[To do] Please report how many lines of the data include the word "impl", with the number as the entire reply.

[Data for analysis]

■ ■ ■ ■ ■ ■ ■

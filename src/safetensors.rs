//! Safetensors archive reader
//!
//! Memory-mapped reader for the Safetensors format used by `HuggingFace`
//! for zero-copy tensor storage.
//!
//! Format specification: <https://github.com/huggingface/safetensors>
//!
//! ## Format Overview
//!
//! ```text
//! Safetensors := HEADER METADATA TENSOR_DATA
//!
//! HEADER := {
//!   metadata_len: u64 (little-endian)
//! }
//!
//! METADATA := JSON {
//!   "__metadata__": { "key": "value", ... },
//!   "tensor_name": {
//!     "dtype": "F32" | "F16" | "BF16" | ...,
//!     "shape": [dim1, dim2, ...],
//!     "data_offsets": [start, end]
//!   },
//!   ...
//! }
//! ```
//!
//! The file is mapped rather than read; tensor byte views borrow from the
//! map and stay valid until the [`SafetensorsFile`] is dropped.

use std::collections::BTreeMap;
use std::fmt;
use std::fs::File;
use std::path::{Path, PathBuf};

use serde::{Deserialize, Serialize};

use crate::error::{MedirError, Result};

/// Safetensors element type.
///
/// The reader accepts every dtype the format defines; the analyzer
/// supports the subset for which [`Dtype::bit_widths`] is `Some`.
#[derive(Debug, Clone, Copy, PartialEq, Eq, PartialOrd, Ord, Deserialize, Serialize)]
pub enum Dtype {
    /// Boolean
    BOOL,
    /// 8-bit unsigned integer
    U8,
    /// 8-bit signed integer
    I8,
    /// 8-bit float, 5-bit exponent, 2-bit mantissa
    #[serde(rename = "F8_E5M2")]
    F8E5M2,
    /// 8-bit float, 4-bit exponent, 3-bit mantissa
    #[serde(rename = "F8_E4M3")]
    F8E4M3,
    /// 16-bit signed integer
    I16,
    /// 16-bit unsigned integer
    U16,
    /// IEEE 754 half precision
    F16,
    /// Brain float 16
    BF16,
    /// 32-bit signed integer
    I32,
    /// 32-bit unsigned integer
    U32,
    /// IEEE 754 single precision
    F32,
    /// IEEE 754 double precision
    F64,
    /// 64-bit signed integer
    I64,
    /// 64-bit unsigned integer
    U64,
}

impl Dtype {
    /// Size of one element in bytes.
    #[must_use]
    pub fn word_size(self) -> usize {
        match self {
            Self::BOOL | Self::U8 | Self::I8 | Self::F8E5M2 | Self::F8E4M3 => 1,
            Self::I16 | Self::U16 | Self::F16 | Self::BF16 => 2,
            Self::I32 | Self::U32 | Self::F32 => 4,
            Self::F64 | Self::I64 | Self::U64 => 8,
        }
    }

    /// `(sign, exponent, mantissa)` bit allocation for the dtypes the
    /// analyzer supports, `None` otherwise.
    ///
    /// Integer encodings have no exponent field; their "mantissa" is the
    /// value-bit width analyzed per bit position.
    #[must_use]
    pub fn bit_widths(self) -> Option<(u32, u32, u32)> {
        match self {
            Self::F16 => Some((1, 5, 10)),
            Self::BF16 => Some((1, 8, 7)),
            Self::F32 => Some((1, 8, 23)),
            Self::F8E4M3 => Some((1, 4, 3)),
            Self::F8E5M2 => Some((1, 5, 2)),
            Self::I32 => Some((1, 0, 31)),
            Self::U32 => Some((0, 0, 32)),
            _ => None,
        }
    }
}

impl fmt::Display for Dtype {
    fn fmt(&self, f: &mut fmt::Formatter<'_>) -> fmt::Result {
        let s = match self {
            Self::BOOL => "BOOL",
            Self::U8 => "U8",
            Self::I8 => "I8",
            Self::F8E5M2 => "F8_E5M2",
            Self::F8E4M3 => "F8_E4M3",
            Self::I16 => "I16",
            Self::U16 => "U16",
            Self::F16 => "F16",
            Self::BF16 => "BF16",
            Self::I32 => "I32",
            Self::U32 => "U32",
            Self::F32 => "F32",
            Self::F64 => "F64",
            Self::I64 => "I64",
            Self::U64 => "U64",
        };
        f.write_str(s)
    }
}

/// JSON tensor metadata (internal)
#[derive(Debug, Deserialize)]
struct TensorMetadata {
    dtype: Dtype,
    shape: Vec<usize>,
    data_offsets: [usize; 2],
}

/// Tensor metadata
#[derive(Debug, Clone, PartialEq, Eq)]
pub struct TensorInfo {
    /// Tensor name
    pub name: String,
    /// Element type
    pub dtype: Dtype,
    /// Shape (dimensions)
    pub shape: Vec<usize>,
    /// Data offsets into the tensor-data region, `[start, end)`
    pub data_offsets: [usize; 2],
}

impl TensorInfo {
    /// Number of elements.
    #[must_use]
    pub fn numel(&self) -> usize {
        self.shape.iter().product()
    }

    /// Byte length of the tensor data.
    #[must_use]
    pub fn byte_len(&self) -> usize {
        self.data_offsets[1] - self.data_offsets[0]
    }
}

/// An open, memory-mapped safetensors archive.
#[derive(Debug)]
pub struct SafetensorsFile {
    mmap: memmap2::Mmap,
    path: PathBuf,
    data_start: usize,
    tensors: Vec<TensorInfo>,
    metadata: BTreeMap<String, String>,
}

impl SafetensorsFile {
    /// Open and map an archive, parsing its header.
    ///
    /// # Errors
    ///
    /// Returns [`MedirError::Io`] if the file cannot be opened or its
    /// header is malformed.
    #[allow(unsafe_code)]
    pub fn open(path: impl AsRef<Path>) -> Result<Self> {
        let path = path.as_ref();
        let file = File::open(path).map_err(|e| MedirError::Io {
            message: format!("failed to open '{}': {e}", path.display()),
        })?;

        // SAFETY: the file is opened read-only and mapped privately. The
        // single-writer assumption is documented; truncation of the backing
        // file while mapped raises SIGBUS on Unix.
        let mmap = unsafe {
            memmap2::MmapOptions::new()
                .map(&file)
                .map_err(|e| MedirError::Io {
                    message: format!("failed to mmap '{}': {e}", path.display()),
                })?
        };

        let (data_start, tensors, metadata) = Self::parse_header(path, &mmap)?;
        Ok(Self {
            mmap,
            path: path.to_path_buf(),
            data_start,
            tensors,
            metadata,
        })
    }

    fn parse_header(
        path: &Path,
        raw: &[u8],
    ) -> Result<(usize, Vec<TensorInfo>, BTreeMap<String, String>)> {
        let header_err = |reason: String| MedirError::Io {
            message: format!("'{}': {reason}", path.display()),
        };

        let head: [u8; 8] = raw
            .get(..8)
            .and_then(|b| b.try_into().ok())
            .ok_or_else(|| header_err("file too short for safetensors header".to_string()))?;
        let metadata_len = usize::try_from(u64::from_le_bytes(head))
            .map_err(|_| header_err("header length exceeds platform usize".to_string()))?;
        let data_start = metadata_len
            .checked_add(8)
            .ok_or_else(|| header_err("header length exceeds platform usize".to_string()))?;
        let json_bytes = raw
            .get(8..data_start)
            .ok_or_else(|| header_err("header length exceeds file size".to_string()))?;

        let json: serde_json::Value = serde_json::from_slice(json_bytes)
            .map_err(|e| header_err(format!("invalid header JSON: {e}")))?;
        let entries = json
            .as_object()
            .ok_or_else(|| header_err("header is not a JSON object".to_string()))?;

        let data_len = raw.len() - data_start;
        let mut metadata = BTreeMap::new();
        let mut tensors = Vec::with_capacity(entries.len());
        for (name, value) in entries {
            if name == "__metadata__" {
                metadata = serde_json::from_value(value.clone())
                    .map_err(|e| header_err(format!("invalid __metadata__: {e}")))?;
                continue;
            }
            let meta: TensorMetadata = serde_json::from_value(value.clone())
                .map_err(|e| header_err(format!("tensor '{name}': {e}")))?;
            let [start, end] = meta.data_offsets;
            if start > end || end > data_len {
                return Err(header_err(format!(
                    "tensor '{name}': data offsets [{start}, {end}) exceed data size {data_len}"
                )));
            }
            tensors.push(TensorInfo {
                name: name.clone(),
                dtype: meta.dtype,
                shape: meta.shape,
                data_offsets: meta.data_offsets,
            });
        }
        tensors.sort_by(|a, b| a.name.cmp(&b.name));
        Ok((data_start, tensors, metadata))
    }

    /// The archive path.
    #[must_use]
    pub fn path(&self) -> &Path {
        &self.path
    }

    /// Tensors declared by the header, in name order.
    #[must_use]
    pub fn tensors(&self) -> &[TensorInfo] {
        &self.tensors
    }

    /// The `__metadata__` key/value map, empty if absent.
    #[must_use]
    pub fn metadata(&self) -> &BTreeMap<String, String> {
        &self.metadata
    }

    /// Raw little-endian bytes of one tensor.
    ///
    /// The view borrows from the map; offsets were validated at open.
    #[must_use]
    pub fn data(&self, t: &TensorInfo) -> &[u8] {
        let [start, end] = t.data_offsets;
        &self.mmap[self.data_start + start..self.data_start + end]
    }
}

■ ■ ■ ■ ■ ■ ■

[Output for this exercise] 5